Excerpted data: Begin
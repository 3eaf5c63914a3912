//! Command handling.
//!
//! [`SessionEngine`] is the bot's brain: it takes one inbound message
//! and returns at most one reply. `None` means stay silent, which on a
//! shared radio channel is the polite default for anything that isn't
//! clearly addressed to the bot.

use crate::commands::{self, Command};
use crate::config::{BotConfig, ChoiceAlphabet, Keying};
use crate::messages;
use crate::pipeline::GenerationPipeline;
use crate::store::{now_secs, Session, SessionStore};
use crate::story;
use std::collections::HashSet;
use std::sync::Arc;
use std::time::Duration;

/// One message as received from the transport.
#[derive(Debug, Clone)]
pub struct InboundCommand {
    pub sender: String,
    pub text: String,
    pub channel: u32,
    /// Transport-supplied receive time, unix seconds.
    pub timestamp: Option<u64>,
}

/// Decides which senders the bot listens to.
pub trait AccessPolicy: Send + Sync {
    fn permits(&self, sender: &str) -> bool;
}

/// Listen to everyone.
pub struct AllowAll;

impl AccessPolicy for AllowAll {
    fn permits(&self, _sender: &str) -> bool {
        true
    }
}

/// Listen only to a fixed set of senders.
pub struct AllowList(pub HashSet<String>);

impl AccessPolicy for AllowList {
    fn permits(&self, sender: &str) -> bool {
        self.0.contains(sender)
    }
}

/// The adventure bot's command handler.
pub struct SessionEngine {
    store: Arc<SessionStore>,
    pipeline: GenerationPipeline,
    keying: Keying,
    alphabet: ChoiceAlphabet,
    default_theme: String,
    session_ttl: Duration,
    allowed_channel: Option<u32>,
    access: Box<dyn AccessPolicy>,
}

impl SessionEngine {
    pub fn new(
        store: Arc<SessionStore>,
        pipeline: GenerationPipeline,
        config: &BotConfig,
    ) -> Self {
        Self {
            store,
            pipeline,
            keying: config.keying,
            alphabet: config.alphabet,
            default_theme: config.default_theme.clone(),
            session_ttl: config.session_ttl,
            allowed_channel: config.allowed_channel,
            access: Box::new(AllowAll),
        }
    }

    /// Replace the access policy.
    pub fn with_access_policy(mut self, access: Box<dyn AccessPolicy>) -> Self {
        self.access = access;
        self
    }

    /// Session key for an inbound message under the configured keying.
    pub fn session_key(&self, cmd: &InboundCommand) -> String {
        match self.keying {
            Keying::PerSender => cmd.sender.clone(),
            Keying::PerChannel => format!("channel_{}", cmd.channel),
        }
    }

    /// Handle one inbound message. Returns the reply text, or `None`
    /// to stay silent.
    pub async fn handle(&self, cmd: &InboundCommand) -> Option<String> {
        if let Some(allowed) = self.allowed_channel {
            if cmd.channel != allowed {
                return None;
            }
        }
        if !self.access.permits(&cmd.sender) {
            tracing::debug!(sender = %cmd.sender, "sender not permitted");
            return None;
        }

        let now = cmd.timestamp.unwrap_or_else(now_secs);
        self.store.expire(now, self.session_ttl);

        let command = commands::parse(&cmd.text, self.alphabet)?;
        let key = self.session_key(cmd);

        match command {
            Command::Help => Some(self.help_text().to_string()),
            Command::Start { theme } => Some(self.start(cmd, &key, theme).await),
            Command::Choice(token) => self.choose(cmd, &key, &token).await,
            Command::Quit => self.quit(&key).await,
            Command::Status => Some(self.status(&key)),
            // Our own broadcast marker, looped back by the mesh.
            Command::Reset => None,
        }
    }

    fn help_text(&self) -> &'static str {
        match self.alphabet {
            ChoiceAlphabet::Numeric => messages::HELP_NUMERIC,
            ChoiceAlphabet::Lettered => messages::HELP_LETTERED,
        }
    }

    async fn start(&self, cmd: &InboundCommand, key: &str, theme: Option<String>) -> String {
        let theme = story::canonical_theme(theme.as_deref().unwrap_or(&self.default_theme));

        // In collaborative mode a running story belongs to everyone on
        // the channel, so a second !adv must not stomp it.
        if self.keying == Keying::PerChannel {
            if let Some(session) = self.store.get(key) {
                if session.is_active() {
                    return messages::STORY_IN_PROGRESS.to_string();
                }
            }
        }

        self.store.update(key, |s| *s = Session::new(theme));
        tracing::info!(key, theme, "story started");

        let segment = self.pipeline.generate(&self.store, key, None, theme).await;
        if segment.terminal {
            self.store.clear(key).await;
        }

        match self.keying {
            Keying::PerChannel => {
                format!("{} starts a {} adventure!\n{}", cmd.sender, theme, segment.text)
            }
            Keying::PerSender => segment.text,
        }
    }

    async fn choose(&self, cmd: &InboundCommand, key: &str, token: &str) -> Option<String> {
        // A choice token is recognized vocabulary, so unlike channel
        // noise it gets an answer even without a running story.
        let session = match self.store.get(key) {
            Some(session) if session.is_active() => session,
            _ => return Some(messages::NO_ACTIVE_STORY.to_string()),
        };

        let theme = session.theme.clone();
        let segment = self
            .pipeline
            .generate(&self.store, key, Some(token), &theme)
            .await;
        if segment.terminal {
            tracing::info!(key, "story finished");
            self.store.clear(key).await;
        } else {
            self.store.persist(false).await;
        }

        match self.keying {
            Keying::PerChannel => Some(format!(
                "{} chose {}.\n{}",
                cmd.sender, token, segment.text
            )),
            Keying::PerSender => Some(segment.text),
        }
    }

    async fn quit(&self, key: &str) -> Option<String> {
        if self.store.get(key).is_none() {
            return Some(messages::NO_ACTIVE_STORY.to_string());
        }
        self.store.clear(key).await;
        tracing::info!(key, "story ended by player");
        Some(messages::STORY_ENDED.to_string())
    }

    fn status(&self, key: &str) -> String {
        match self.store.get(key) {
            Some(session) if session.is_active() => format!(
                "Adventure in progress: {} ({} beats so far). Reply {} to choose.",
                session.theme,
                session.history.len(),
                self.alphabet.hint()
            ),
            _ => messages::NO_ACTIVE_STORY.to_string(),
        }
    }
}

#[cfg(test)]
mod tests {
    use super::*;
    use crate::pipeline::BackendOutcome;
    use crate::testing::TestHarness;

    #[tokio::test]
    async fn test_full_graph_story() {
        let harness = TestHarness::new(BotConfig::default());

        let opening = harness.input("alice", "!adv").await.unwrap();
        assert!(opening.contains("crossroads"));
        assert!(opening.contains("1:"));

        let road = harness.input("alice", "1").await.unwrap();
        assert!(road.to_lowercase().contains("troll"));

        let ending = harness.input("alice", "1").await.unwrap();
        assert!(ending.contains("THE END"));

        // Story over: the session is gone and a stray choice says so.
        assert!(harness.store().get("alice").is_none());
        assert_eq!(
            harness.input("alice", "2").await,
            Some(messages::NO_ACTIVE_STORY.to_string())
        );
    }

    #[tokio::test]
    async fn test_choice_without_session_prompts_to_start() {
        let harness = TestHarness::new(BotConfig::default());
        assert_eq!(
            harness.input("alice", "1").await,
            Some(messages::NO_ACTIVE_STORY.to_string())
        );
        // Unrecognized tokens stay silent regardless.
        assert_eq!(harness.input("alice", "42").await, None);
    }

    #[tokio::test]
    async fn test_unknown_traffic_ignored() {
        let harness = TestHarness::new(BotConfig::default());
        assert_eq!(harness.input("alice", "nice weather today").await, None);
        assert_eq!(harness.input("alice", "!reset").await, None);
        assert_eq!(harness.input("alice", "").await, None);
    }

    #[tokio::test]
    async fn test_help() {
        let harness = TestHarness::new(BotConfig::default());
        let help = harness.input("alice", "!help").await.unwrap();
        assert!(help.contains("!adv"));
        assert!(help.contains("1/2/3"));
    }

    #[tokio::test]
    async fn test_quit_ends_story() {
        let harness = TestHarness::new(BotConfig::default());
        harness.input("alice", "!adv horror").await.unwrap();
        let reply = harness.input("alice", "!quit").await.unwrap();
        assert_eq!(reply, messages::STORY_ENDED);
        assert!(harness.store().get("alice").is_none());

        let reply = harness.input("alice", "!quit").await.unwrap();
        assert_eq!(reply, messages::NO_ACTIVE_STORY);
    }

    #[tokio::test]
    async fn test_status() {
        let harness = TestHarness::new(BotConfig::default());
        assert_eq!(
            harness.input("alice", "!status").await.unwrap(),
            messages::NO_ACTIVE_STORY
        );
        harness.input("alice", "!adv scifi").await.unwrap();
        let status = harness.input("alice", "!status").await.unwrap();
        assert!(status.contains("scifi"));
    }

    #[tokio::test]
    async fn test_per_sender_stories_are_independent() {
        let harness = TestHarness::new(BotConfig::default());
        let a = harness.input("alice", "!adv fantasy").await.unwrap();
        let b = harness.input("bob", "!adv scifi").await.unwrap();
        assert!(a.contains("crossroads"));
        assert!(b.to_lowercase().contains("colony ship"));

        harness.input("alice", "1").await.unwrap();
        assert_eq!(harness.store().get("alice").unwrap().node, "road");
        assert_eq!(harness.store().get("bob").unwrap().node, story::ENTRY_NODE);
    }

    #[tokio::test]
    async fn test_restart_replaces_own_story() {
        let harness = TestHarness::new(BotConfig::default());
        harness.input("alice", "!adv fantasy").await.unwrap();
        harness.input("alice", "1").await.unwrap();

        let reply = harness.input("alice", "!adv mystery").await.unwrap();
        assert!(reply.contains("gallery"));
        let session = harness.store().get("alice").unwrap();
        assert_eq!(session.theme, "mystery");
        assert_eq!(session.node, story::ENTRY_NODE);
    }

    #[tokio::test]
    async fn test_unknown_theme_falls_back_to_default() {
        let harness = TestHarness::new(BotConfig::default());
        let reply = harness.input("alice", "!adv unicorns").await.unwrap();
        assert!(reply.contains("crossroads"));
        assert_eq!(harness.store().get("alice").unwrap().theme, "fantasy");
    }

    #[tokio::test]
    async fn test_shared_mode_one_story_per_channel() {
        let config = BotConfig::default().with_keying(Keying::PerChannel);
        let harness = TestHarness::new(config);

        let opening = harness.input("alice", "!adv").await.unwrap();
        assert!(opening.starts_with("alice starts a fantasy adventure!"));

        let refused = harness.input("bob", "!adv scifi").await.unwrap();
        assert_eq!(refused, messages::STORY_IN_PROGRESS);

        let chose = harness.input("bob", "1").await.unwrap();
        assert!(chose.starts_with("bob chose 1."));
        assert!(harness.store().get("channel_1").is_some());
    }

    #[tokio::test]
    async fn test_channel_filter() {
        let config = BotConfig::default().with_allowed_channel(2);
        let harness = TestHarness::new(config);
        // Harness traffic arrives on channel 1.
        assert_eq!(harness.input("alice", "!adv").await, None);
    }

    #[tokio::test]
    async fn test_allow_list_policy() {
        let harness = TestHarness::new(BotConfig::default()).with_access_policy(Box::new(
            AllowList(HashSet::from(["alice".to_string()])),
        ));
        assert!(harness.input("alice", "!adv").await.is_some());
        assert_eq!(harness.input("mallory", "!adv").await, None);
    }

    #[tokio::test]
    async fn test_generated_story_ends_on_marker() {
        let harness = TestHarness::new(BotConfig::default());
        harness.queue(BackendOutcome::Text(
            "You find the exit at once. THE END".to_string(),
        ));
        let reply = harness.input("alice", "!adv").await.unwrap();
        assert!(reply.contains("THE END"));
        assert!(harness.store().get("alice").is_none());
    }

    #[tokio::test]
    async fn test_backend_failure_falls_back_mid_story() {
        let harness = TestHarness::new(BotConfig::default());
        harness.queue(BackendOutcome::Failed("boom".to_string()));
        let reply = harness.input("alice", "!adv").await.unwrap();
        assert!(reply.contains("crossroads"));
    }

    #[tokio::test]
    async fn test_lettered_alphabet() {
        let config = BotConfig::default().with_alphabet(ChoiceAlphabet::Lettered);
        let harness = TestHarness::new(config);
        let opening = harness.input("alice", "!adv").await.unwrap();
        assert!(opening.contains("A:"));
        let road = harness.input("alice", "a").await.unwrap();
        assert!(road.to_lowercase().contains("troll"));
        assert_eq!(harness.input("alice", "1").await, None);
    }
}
Excerpted data: End
Excerpted data: Begin
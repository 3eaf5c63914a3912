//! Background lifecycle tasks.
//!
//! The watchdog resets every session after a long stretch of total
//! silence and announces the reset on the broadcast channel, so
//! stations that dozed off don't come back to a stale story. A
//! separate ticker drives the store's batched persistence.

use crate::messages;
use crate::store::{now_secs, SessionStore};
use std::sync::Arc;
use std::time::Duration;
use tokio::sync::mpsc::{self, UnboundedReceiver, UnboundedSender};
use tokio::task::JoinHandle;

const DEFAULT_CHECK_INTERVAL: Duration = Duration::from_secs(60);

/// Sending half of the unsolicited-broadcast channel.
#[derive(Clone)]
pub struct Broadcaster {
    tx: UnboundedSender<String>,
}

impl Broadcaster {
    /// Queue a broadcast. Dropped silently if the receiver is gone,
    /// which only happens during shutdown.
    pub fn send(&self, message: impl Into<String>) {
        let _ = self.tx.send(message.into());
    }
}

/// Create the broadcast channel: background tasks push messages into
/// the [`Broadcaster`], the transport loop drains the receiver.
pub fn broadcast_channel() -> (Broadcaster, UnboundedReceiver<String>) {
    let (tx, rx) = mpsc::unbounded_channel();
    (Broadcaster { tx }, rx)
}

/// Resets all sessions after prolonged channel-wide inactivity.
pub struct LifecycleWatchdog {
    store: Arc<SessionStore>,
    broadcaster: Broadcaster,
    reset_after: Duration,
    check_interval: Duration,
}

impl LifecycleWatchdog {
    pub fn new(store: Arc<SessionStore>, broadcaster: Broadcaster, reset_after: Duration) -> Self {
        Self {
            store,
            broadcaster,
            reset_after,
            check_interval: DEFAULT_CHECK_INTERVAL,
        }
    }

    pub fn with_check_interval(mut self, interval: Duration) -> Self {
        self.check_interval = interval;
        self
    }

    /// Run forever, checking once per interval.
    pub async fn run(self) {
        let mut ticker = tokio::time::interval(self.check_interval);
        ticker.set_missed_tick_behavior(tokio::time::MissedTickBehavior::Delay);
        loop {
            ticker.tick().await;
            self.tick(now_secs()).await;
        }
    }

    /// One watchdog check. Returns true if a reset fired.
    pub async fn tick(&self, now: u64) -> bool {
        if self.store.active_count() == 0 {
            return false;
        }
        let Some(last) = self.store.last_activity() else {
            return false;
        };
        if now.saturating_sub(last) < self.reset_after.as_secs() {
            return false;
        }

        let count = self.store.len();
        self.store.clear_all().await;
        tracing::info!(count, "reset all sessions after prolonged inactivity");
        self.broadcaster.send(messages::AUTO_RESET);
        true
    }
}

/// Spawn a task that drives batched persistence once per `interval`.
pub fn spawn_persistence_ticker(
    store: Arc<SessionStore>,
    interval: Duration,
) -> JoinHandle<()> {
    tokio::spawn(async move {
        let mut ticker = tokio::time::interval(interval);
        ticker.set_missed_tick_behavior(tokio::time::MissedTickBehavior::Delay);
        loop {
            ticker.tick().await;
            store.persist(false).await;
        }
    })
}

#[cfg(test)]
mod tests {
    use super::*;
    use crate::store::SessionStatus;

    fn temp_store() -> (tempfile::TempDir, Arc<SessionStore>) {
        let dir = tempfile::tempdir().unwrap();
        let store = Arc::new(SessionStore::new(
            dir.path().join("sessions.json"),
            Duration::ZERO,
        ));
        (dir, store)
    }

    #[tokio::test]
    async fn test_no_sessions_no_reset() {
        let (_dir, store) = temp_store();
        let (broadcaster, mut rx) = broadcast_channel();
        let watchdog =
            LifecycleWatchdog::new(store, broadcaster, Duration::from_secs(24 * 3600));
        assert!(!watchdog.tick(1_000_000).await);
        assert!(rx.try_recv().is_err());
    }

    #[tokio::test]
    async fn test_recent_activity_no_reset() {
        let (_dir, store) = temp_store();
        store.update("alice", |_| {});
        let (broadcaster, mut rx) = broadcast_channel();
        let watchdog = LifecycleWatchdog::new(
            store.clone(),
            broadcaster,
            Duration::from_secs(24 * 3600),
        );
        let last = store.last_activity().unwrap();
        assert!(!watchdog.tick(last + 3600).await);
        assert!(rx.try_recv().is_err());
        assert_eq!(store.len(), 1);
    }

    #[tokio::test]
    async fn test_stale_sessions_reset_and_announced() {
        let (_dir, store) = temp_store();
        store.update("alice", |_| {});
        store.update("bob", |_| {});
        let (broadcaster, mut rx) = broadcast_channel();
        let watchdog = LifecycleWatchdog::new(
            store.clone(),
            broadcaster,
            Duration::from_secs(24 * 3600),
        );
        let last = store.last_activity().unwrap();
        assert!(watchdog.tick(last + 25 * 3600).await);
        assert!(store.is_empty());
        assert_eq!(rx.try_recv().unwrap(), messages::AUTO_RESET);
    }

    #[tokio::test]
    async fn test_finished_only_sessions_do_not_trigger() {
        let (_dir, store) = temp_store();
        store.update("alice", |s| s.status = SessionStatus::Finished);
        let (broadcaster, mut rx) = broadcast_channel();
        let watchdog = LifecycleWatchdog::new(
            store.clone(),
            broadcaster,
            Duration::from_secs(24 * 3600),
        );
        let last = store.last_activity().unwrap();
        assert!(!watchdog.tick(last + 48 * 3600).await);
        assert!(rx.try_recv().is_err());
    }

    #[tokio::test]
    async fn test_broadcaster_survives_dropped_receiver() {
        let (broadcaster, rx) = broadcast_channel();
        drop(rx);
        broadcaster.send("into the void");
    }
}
Excerpted data: End
Excerpted data: Begin
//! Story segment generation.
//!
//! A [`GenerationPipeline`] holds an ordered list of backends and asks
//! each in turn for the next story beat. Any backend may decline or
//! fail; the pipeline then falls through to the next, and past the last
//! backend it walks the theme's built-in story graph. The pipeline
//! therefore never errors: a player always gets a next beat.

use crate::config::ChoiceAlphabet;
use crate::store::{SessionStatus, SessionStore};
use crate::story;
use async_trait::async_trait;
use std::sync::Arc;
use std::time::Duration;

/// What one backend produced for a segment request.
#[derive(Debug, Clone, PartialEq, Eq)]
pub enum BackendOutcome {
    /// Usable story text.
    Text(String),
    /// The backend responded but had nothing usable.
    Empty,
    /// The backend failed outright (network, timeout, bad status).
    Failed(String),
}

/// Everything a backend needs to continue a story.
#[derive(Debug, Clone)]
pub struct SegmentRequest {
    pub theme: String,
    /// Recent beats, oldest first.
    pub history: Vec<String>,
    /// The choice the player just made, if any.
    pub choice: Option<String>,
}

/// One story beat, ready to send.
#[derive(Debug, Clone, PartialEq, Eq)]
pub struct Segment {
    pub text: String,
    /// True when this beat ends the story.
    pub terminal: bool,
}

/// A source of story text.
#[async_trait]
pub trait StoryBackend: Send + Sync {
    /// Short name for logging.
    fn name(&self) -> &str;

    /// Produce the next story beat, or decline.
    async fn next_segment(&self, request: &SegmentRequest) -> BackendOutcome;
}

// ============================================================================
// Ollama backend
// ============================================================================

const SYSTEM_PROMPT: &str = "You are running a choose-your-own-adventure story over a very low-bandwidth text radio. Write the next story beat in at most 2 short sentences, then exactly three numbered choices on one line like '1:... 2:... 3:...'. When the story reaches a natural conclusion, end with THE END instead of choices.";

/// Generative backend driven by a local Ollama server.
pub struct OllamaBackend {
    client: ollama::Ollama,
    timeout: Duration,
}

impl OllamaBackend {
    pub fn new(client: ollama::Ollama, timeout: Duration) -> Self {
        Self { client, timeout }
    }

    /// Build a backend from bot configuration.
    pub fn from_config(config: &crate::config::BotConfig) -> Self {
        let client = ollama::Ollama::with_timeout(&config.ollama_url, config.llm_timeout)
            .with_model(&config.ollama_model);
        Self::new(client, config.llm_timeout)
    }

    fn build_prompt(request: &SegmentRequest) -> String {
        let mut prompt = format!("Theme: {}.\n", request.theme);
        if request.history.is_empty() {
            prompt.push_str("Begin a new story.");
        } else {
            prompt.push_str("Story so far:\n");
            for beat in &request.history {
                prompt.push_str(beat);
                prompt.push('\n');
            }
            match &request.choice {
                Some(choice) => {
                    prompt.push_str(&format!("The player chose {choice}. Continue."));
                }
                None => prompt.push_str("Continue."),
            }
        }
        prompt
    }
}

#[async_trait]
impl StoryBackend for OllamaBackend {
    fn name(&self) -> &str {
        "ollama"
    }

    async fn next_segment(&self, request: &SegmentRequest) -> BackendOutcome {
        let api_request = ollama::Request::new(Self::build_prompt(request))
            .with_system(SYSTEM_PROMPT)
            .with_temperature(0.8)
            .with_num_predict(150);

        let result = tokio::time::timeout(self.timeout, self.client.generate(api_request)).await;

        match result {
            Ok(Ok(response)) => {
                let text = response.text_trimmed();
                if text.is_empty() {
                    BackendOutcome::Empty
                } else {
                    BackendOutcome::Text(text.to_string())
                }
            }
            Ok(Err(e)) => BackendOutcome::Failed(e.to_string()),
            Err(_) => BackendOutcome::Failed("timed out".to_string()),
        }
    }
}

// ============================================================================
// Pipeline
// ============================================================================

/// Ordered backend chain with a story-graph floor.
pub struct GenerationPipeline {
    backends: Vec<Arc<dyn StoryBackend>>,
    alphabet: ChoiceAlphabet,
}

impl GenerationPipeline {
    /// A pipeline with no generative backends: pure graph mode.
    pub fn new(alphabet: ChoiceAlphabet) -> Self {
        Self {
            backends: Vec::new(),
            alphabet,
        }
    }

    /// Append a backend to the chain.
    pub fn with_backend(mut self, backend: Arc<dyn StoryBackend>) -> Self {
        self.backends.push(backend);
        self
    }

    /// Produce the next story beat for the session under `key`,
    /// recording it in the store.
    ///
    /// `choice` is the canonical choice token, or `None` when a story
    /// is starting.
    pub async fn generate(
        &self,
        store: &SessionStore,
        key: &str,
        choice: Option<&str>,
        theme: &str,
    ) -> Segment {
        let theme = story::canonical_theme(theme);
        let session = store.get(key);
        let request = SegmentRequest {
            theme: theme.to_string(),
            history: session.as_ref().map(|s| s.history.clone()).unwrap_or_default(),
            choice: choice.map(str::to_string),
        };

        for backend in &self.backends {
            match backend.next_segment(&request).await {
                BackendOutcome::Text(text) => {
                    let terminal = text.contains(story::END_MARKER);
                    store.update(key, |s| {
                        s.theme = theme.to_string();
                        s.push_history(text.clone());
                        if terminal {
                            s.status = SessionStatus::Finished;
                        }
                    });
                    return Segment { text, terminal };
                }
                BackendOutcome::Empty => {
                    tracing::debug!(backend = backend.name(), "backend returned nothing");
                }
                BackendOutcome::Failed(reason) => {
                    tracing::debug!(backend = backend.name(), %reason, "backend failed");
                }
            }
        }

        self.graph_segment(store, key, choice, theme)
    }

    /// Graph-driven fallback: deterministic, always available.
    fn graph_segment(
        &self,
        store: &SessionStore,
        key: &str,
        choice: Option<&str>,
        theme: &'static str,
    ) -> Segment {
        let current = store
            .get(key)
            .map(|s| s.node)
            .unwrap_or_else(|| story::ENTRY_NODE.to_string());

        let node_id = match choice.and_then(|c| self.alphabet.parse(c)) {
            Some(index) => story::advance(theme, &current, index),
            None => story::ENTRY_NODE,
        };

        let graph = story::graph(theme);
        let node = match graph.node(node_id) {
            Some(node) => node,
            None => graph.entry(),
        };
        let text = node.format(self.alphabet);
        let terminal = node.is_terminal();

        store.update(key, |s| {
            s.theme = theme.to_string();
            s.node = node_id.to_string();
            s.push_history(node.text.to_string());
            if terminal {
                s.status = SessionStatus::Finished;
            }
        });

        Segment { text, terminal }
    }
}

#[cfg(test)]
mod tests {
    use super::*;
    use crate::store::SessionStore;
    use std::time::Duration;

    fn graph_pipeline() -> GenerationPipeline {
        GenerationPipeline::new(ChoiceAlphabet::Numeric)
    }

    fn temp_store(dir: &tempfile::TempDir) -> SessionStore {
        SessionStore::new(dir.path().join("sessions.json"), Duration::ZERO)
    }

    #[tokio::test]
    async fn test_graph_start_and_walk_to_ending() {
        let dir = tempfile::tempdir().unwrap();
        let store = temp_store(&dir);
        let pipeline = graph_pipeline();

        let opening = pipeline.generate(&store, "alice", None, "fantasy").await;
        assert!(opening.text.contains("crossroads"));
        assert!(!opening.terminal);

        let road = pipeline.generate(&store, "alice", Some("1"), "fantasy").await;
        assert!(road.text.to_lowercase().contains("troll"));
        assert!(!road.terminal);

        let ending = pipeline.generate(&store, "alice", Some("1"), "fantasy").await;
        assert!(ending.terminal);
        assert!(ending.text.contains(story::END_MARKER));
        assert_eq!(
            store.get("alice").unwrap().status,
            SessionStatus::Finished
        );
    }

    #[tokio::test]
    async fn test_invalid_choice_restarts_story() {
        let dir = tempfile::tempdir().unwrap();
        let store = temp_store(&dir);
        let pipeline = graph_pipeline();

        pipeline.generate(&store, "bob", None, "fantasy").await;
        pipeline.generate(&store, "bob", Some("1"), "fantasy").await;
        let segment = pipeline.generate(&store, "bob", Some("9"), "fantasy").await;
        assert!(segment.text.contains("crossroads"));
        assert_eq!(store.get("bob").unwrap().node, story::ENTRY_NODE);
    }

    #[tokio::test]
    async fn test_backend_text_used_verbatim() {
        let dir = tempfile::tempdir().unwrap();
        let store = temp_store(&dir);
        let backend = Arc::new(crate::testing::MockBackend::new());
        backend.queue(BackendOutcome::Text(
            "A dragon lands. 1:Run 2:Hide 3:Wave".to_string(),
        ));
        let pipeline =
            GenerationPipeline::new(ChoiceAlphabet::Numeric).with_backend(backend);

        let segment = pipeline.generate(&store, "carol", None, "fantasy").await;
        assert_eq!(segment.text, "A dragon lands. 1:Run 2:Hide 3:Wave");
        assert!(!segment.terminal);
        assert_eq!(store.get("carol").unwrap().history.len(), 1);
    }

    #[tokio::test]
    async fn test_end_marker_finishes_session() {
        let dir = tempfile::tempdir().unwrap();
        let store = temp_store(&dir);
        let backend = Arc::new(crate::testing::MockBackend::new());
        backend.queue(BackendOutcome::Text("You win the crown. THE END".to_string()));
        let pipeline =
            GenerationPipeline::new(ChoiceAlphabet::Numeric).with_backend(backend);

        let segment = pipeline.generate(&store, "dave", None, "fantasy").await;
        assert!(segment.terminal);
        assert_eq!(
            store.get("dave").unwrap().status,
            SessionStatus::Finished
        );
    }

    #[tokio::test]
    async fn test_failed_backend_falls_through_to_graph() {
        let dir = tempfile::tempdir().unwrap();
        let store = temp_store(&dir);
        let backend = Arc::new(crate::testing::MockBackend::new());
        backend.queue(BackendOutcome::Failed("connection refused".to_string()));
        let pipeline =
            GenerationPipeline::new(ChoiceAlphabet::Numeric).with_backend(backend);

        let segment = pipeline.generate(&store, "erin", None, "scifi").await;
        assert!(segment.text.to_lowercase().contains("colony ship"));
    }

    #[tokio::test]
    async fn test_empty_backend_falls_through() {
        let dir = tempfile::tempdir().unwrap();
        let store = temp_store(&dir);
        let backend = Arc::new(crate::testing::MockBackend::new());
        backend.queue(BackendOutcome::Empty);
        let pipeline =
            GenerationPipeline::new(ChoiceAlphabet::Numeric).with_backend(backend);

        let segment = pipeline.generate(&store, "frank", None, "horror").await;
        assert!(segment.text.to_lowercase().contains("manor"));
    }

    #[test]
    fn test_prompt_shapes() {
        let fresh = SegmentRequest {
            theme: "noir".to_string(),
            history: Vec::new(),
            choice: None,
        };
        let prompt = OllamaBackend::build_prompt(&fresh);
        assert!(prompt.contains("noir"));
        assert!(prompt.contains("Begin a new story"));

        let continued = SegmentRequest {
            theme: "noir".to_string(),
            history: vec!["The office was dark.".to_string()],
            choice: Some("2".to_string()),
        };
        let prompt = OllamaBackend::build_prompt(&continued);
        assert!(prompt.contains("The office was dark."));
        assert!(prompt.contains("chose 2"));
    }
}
Excerpted data: End
### [Activity]
Could you give the number of lines in the data above that contain the string "everyone", with no other words?

### [Response box]
2